Datafolha: Dilma e Lula recuperam pontos; PT nem tanto

Jose Roberto de Toledo

12 de agosto de 2013 | 16h20

Depois de estancar a perda, Dilma Rousseff recuperou parte da popularidade perdida. Lula também. Mas o PT nem tanto. A pesquisa Datafolha encerrada na sexta-feira mostra que a preferência pelo partido oscilou de 19% para 21% – um patamar tão baixo quanto na época do mensalão. O PT vai pior entre os mais jovens, os mais ricos e os mais escolarizados.

A falta de simpatizantes não é novidade para os demais partidos: o PDSB segue com 6% das preferências, e o PMDB, com 5%. As dezenas de outras siglas somadas mal chegam a 8%. Resultado: 58% dos brasileiros dizem que não gostam de nenhum partido em especial. No fim de junho, após a onda de protestos de rua, essa taxa chegou a 64%. Antes das manifestações, era de 55%.

Se considerarmos que as pesquisas feitas imediatamente após os protestos tenham sido um pico de insatisfação contra tudo e contra todos, e as tirarmos da análise, o gráfico evolutivo da preferência pelo PT ainda mostrará uma tendência de queda.
Isso reflete um fator de longo prazo, e outro, mais recente.
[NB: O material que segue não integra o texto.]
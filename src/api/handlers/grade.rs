use axum::Json;
use axum::extract::State;
use chrono::{Local, NaiveDate};
use tracing::info;

use crate::api::error::ApiError;
use crate::api::state::AppState;
use crate::api::types::{GradeRequest, GradeResponse};
use crate::data::{self, fields};
use crate::model::{EnrichedRecord, GradeWeights};
use crate::pipeline;
use crate::pipeline::cache::CacheEntry;
use crate::pipeline::clock::RunClock;

/// Resolve an optional MM/DD/YYYY override to the reference date.
pub(crate) fn resolve_as_of(as_of: Option<&str>) -> Result<NaiveDate, ApiError> {
    match as_of {
        Some(text) => fields::parse_exp_date(text)
            .map_err(|e| ApiError::BadRequest(format!("as_of: {e}"))),
        None => Ok(Local::now().date_naive()),
    }
}

pub(crate) fn fmt_date(date: NaiveDate) -> String {
    date.format("%m/%d/%Y").to_string()
}

/// Produce the enriched table for an upload, via the recompute cache when
/// its inputs match. Returns the rows and whether they were cached.
pub(crate) async fn ensure_graded(
    state: &AppState,
    upload_id: &str,
    as_of: NaiveDate,
    weights: GradeWeights,
    refresh: bool,
) -> Result<(Vec<EnrichedRecord>, bool), ApiError> {
    let path = {
        let mut inner = state.inner.write().await;
        if refresh {
            inner.cache.invalidate(upload_id);
        } else if let Some(entry) = inner.cache.get(upload_id, as_of, &weights) {
            return Ok((entry.rows.clone(), true));
        }
        inner.upload_path(upload_id)
    };

    if !path.exists() {
        return Err(ApiError::NotFound(format!(
            "no upload `{upload_id}`; POST the CSV to /api/data/upload first"
        )));
    }

    let clock = RunClock::fixed(as_of);
    let rows = tokio::task::spawn_blocking(move || -> Result<Vec<EnrichedRecord>, ApiError> {
        let records = data::load_records(&path).map_err(|e| ApiError::Internal(format!("{e:#}")))?;
        pipeline::enrich(&records, &clock, weights)
            .map_err(|e| ApiError::Unprocessable(e.to_string()))
    })
    .await
    .map_err(|e| ApiError::Internal(format!("task join error: {e}")))??;

    let mut inner = state.inner.write().await;
    inner.cache.insert(
        upload_id.to_string(),
        CacheEntry {
            as_of,
            weights,
            rows: rows.clone(),
        },
    );
    info!(upload = upload_id, rows = rows.len(), as_of = %as_of, "graded upload");

    Ok((rows, false))
}

pub async fn grade_upload(
    State(state): State<AppState>,
    Json(req): Json<GradeRequest>,
) -> Result<Json<GradeResponse>, ApiError> {
    let as_of = resolve_as_of(req.as_of.as_deref())?;
    let weights = req.weights.unwrap_or_default();

    let (rows, cached) = ensure_graded(&state, &req.upload_id, as_of, weights, req.refresh).await?;

    Ok(Json(GradeResponse {
        upload_id: req.upload_id,
        as_of: fmt_date(as_of),
        cached,
        rows,
    }))
}
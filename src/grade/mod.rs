use schemars::JsonSchema;
use serde::{Deserialize, Serialize};
use thiserror::Error;

use crate::model::GradeWeights;

#[derive(Debug, Clone, PartialEq, Error)]
pub enum GradeError {
    #[error("duration is zero; the composite grade divides by duration")]
    ZeroDuration,
}

/// One step of a piecewise grading function: values below `threshold`
/// (and above any earlier step) receive `grade`.
#[derive(Debug, Clone, Copy, PartialEq, Serialize, Deserialize, JsonSchema)]
pub struct GradeStep {
    pub threshold: f64,
    pub grade: f64,
}

/// A piecewise step function kept as data: an ordered list of steps plus
/// the open-ended grade for values at or above the last threshold.
#[derive(Debug, Clone, PartialEq, Serialize, Deserialize, JsonSchema)]
pub struct GradeScale {
    steps: Vec<GradeStep>,
    top: f64,
}

impl GradeScale {
    /// `steps` must be ordered by ascending threshold.
    pub fn new(steps: Vec<GradeStep>, top: f64) -> Self {
        debug_assert!(steps.windows(2).all(|w| w[0].threshold < w[1].threshold));
        Self { steps, top }
    }

    /// Grade of the first step whose threshold exceeds `value`; `top` once
    /// no threshold does. Values below the first threshold land on the
    /// first step's grade, so there is no "below all steps" case.
    pub fn grade(&self, value: f64) -> f64 {
        for step in &self.steps {
            if value < step.threshold {
                return step.grade;
            }
        }
        self.top
    }
}

/// Scale for the profitability metric (`100 / risk-reward`).
pub fn profitability_scale() -> GradeScale {
    GradeScale::new(
        [
            (60.0, 0.1),
            (70.0, 0.2),
            (80.0, 0.3),
            (90.0, 0.4),
            (100.0, 0.5),
            (125.0, 0.6),
            (150.0, 0.7),
            (200.0, 0.8),
            (300.0, 0.9),
        ]
        .map(|(threshold, grade)| GradeStep { threshold, grade })
        .to_vec(),
        1.0,
    )
}

/// Scale for the profit-probability percentage.
pub fn profit_prob_scale() -> GradeScale {
    GradeScale::new(
        [
            (30.0, 0.3),
            (35.0, 0.4),
            (40.0, 0.5),
            (45.0, 0.6),
            (50.0, 0.7),
            (55.0, 0.8),
            (60.0, 0.9),
        ]
        .map(|(threshold, grade)| GradeStep { threshold, grade })
        .to_vec(),
        1.0,
    )
}

/// Grades one candidate row: both step functions plus the weighted sum.
pub struct Grader {
    profitability: GradeScale,
    profit_prob: GradeScale,
    weights: GradeWeights,
}

impl Grader {
    pub fn new(weights: GradeWeights) -> Self {
        Self {
            profitability: profitability_scale(),
            profit_prob: profit_prob_scale(),
            weights,
        }
    }

    /// Composite grade:
    /// `round(prob_grade * w_prob + prof_grade * w_prof + (10/duration) * w_duration, 1)`.
    ///
    /// A zero duration is rejected before anything is computed, whatever
    /// the duration weight; a malformed expiration must not be masked by
    /// an inert term. Negative durations produce a finite term and pass
    /// through.
    pub fn grade(
        &self,
        profit_prob: f64,
        profitability: f64,
        duration: i64,
    ) -> Result<f64, GradeError> {
        if duration == 0 {
            return Err(GradeError::ZeroDuration);
        }
        let prob_part = self.profit_prob.grade(profit_prob) * self.weights.profit_probability;
        let prof_part = self.profitability.grade(profitability) * self.weights.profitability;
        let duration_part = 10.0 / duration as f64 * self.weights.duration;
        Ok(round1(prob_part + prof_part + duration_part))
    }
}

/// Round to one decimal place.
pub fn round1(value: f64) -> f64 {
    (value * 10.0).round() / 10.0
}
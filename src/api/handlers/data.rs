use axum::Json;
use axum::extract::{Multipart, State};

use crate::api::error::ApiError;
use crate::api::state::AppState;
use crate::api::types::{DataFileEntry, DataManifestResponse, UploadResponse};
use crate::pipeline::cache;

pub async fn upload_data(
    State(state): State<AppState>,
    mut multipart: Multipart,
) -> Result<Json<UploadResponse>, ApiError> {
    let field = multipart
        .next_field()
        .await
        .map_err(|e| ApiError::BadRequest(format!("multipart error: {e}")))?
        .ok_or_else(|| ApiError::BadRequest("no file uploaded".to_string()))?;

    let name = field.file_name().unwrap_or("unnamed.csv").to_string();
    let bytes = field
        .bytes()
        .await
        .map_err(|e| ApiError::BadRequest(format!("reading field: {e}")))?;

    let upload_id = cache::content_key(&bytes);

    let state_inner = state.inner.read().await;
    let uploads_dir = state_inner.uploads_dir();
    let path = state_inner.upload_path(&upload_id);
    drop(state_inner);

    std::fs::create_dir_all(&uploads_dir)
        .map_err(|e| ApiError::Internal(format!("creating uploads dir: {e}")))?;
    std::fs::write(&path, &bytes)
        .map_err(|e| ApiError::Internal(format!("writing {name}: {e}")))?;

    Ok(Json(UploadResponse {
        upload_id,
        name,
        size: bytes.len() as u64,
    }))
}

pub async fn get_manifest(
    State(state): State<AppState>,
) -> Result<Json<DataManifestResponse>, ApiError> {
    let state_inner = state.inner.read().await;
    let uploads_dir = state_inner.uploads_dir();
    drop(state_inner);

    let mut files = Vec::new();

    if uploads_dir.exists() {
        for entry in std::fs::read_dir(&uploads_dir)
            .map_err(|e| ApiError::Internal(format!("reading uploads dir: {e}")))?
        {
            let entry = entry.map_err(|e| ApiError::Internal(e.to_string()))?;
            let meta = entry
                .metadata()
                .map_err(|e| ApiError::Internal(e.to_string()))?;
            if meta.is_file() {
                files.push(DataFileEntry {
                    name: entry.file_name().to_string_lossy().to_string(),
                    size: meta.len(),
                });
            }
        }
    }

    files.sort_by(|a, b| a.name.cmp(&b.name));
    Ok(Json(DataManifestResponse { files }))
}
use chrono::NaiveDate;

use condor_screen::data::fields::{FieldError, parse_exp_date, parse_percent, parse_ratio};

// ── Percentages ─────────────────────────────────────────────────────

#[test]
fn percent_parses_plain_and_fractional() {
    assert_eq!(parse_percent("45%"), Ok(45.0));
    assert_eq!(parse_percent("45.5%"), Ok(45.5));
    assert_eq!(parse_percent(" 62% "), Ok(62.0));
}

#[test]
fn percent_round_trips() {
    for x in [0.0, 31.4, 45.0, 99.9, 100.0] {
        let formatted = format!("{x}%");
        assert_eq!(parse_percent(&formatted), Ok(x));
    }
}

#[test]
fn percent_rejects_missing_or_bad_suffix() {
    assert_eq!(parse_percent("45"), Err(FieldError::BadPercent("45".into())));
    assert_eq!(
        parse_percent("abc%"),
        Err(FieldError::BadPercent("abc%".into()))
    );
    assert_eq!(parse_percent("%"), Err(FieldError::BadPercent("%".into())));
}

// ── Ratios ──────────────────────────────────────────────────────────

#[test]
fn ratio_parses_integral_and_fractional() {
    assert_eq!(parse_ratio("4 to 1"), Ok(4.0));
    assert_eq!(parse_ratio("2.5 to 1"), Ok(2.5));
    assert_eq!(parse_ratio("1 to 1"), Ok(1.0));
}

#[test]
fn ratio_rejects_other_shapes() {
    assert_eq!(parse_ratio("4:1"), Err(FieldError::BadRatio("4:1".into())));
    assert_eq!(
        parse_ratio("4 to 2"),
        Err(FieldError::BadRatio("4 to 2".into()))
    );
    assert_eq!(
        parse_ratio(" to 1"),
        Err(FieldError::BadRatio(" to 1".into()))
    );
}

// ── Dates ───────────────────────────────────────────────────────────

#[test]
fn exp_date_parses_month_day_year() {
    assert_eq!(
        parse_exp_date("12/19/2025"),
        Ok(NaiveDate::from_ymd_opt(2025, 12, 19).unwrap())
    );
    assert_eq!(
        parse_exp_date("1/5/2026"),
        Ok(NaiveDate::from_ymd_opt(2026, 1, 5).unwrap())
    );
}

#[test]
fn exp_date_rejects_other_formats_and_invalid_dates() {
    assert!(parse_exp_date("2025-12-19").is_err());
    assert!(parse_exp_date("13/01/2025").is_err());
    assert!(parse_exp_date("02/30/2025").is_err());
    assert!(parse_exp_date("").is_err());
}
Há anos que o PT vem perdendo simpatizantes entre as pessoas com renda superior a 10 salários mínimos. Antes da eleição de Lula, em meados de 2001, o PT tinha a preferência de um em cada três desses eleitores mais ricos: 35%, segundo o Ibope. Hoje, segundo o Datafolha, essa preferência está em apenas 9%.
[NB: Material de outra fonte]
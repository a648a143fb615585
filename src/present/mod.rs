use schemars::JsonSchema;
use serde::{Deserialize, Serialize};
use serde_json::{Value, json};
use thiserror::Error;

use crate::model::EnrichedRecord;

pub const X_AXIS: &str = "Profit Prob";
pub const Y_AXIS: &str = "Profitability";
pub const COLOR_FIELD: &str = "Duration";
pub const SELECTION_FIELD: &str = "Row Index";

/// Every column the enriched table exposes.
pub const ALL_COLUMNS: &[&str] = &[
    "Row Index",
    "Symbol",
    "Market Price",
    "Exp Date",
    "Profit Prob",
    "Profitability",
    "Duration",
    "Grade",
];

/// Default display subset for the detail table.
pub const DEFAULT_COLUMNS: &[&str] = &[
    "Row Index",
    "Symbol",
    "Grade",
    "Profitability",
    "Profit Prob",
    "Duration",
];

#[derive(Debug, Clone, PartialEq, Error)]
pub enum PresentError {
    #[error("no data points in this range")]
    NoMatches,

    #[error("unknown column `{0}`")]
    UnknownColumn(String),
}

/// Inclusive minimums for the two filter controls (0-100 sliders in the
/// frontend, default 50 each).
#[derive(Debug, Clone, Copy, PartialEq, Serialize, Deserialize, JsonSchema)]
#[serde(default)]
pub struct FilterThresholds {
    pub min_profitability: f64,
    pub min_profit_prob: f64,
}

impl Default for FilterThresholds {
    fn default() -> Self {
        Self {
            min_profitability: 50.0,
            min_profit_prob: 50.0,
        }
    }
}

/// Retain rows meeting both thresholds. An empty result is a typed
/// signal, not an empty collection, so callers cannot render an empty
/// plot by accident.
pub fn filter_records(
    records: &[EnrichedRecord],
    thresholds: &FilterThresholds,
) -> Result<Vec<EnrichedRecord>, PresentError> {
    let filtered: Vec<EnrichedRecord> = records
        .iter()
        .filter(|r| {
            r.profitability >= thresholds.min_profitability
                && r.profit_prob >= thresholds.min_profit_prob
        })
        .cloned()
        .collect();

    if filtered.is_empty() {
        return Err(PresentError::NoMatches);
    }
    Ok(filtered)
}

/// Axis domain padded by 5% of the observed range on both ends, so
/// boundary points don't sit on the plot edge.
pub fn padded_domain(values: impl Iterator<Item = f64>) -> [f64; 2] {
    let (min, max) = values.fold((f64::INFINITY, f64::NEG_INFINITY), |(lo, hi), v| {
        (lo.min(v), hi.max(v))
    });
    if min > max {
        return [0.0, 0.0];
    }
    let pad = 0.05 * (max - min);
    [min - pad, max + pad]
}

#[derive(Debug, Clone, PartialEq, Serialize, Deserialize)]
pub struct AxisSpec {
    pub field: String,
    pub domain: [f64; 2],
}

/// One scatter point; serde names match the display columns so the
/// frontend can feed these straight into tooltips and selection.
#[derive(Debug, Clone, PartialEq, Serialize, Deserialize)]
pub struct PlotPoint {
    #[serde(rename = "Row Index")]
    pub row_index: usize,
    #[serde(rename = "Symbol")]
    pub symbol: String,
    #[serde(rename = "Profit Prob")]
    pub profit_prob: f64,
    #[serde(rename = "Profitability")]
    pub profitability: f64,
    #[serde(rename = "Duration")]
    pub duration: i64,
}

/// Scatter-plot specification for the chart frontend: padded axis
/// domains, duration color channel, row-index point selection.
#[derive(Debug, Clone, PartialEq, Serialize, Deserialize)]
pub struct PlotSpec {
    pub title: String,
    pub x: AxisSpec,
    pub y: AxisSpec,
    pub color_field: String,
    pub selection_field: String,
    pub tooltip: Vec<String>,
    pub points: Vec<PlotPoint>,
}

/// Build the scatter spec for an already-filtered, non-empty row set.
pub fn plot_spec(filtered: &[EnrichedRecord]) -> PlotSpec {
    PlotSpec {
        title: format!("{Y_AXIS} vs {X_AXIS} for Different Durations"),
        x: AxisSpec {
            field: X_AXIS.to_string(),
            domain: padded_domain(filtered.iter().map(|r| r.profit_prob)),
        },
        y: AxisSpec {
            field: Y_AXIS.to_string(),
            domain: padded_domain(filtered.iter().map(|r| r.profitability)),
        },
        color_field: COLOR_FIELD.to_string(),
        selection_field: SELECTION_FIELD.to_string(),
        tooltip: vec![
            SELECTION_FIELD.to_string(),
            "Symbol".to_string(),
            X_AXIS.to_string(),
            Y_AXIS.to_string(),
            COLOR_FIELD.to_string(),
        ],
        points: filtered
            .iter()
            .map(|r| PlotPoint {
                row_index: r.row_index,
                symbol: r.symbol.clone(),
                profit_prob: r.profit_prob,
                profitability: r.profitability,
                duration: r.duration,
            })
            .collect(),
    }
}

/// Column-projected table rows for display.
#[derive(Debug, Clone, PartialEq, Serialize, Deserialize)]
pub struct TableView {
    pub columns: Vec<String>,
    pub rows: Vec<Vec<Value>>,
}

fn cell(record: &EnrichedRecord, column: &str) -> Value {
    match column {
        "Row Index" => json!(record.row_index),
        "Symbol" => json!(record.symbol),
        "Market Price" => json!(record.market_price),
        "Exp Date" => json!(record.exp_date),
        "Profit Prob" => json!(record.profit_prob),
        "Profitability" => json!(record.profitability),
        "Duration" => json!(record.duration),
        "Grade" => json!(record.grade),
        // callers validate columns before reaching here
        _ => Value::Null,
    }
}

/// Project records onto a user-selected column subset. Unknown column
/// names are rejected rather than silently dropped.
pub fn table_view(records: &[EnrichedRecord], columns: &[String]) -> Result<TableView, PresentError> {
    for column in columns {
        if !ALL_COLUMNS.contains(&column.as_str()) {
            return Err(PresentError::UnknownColumn(column.clone()));
        }
    }
    let rows = records
        .iter()
        .map(|r| columns.iter().map(|c| cell(r, c)).collect())
        .collect();
    Ok(TableView {
        columns: columns.to_vec(),
        rows,
    })
}

fn fmt_cell(value: &Value) -> String {
    match value {
        Value::String(s) => s.clone(),
        Value::Null => String::new(),
        other => other.to_string(),
    }
}

/// Print a table view in a fixed-width report layout.
pub fn print_table(view: &TableView) {
    let widths: Vec<usize> = view
        .columns
        .iter()
        .enumerate()
        .map(|(i, col)| {
            view.rows
                .iter()
                .map(|row| fmt_cell(&row[i]).len())
                .chain([col.len()])
                .max()
                .unwrap_or(col.len())
        })
        .collect();
    let total: usize = widths.iter().sum::<usize>() + 2 * widths.len() + 2;

    println!("\n{}", "═".repeat(total));
    println!("  Graded Candidates");
    println!("{}", "═".repeat(total));
    print!(" ");
    for (col, &width) in view.columns.iter().zip(&widths) {
        print!("  {col:>width$}");
    }
    println!();
    println!("  {}", "-".repeat(total - 2));
    for row in &view.rows {
        print!(" ");
        for (value, &width) in row.iter().zip(&widths) {
            let text = fmt_cell(value);
            match value {
                Value::String(_) => print!("  {text:<width$}"),
                _ => print!("  {text:>width$}"),
            }
        }
        println!();
    }
    println!("{}", "═".repeat(total));
    println!("  {} row(s)", view.rows.len());
}
use axum::Json;

use crate::api::error::ApiError;

pub async fn get_schema() -> Result<Json<serde_json::Value>, ApiError> {
    let json_str = crate::schema::schema_json()?;
    let val: serde_json::Value =
        serde_json::from_str(&json_str).map_err(|e| ApiError::Internal(e.to_string()))?;
    Ok(Json(val))
}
O petismo vem definhando tanto na ponta da pirâmide de renda que foi ultrapassado pelo PSDB. Os tucanos, caminhando no sentido inverso, estão cada vez mais dependente desse segmento da sociedade: há 14% de preferência pelo PSDB entre os mais ricos, segundo o Datafolha.

O fenômeno mais recente e preocupante para os petistas tem sido a perda de simpatizantes no eleitorado jovem. Entre os eleitores de 16 a 24 anos, o PT chegou a ter 32% de preferência em abril do ano passado. Caiu para 25% em dezembro. Este ano, tinha 24% antes de os protestos estourarem. Despencou para 15% após as manifestações, e chegou agora a 19%.

A troca de simpatizantes ricos por pobres está de acordo com as políticas de distribuição de renda implementadas pelos governos petistas. Mas a perda de eleitores jovens mostra que a capacidade de renovação do PT está comprometida – o que coloca em risco o futuro eleitoral da agremiação.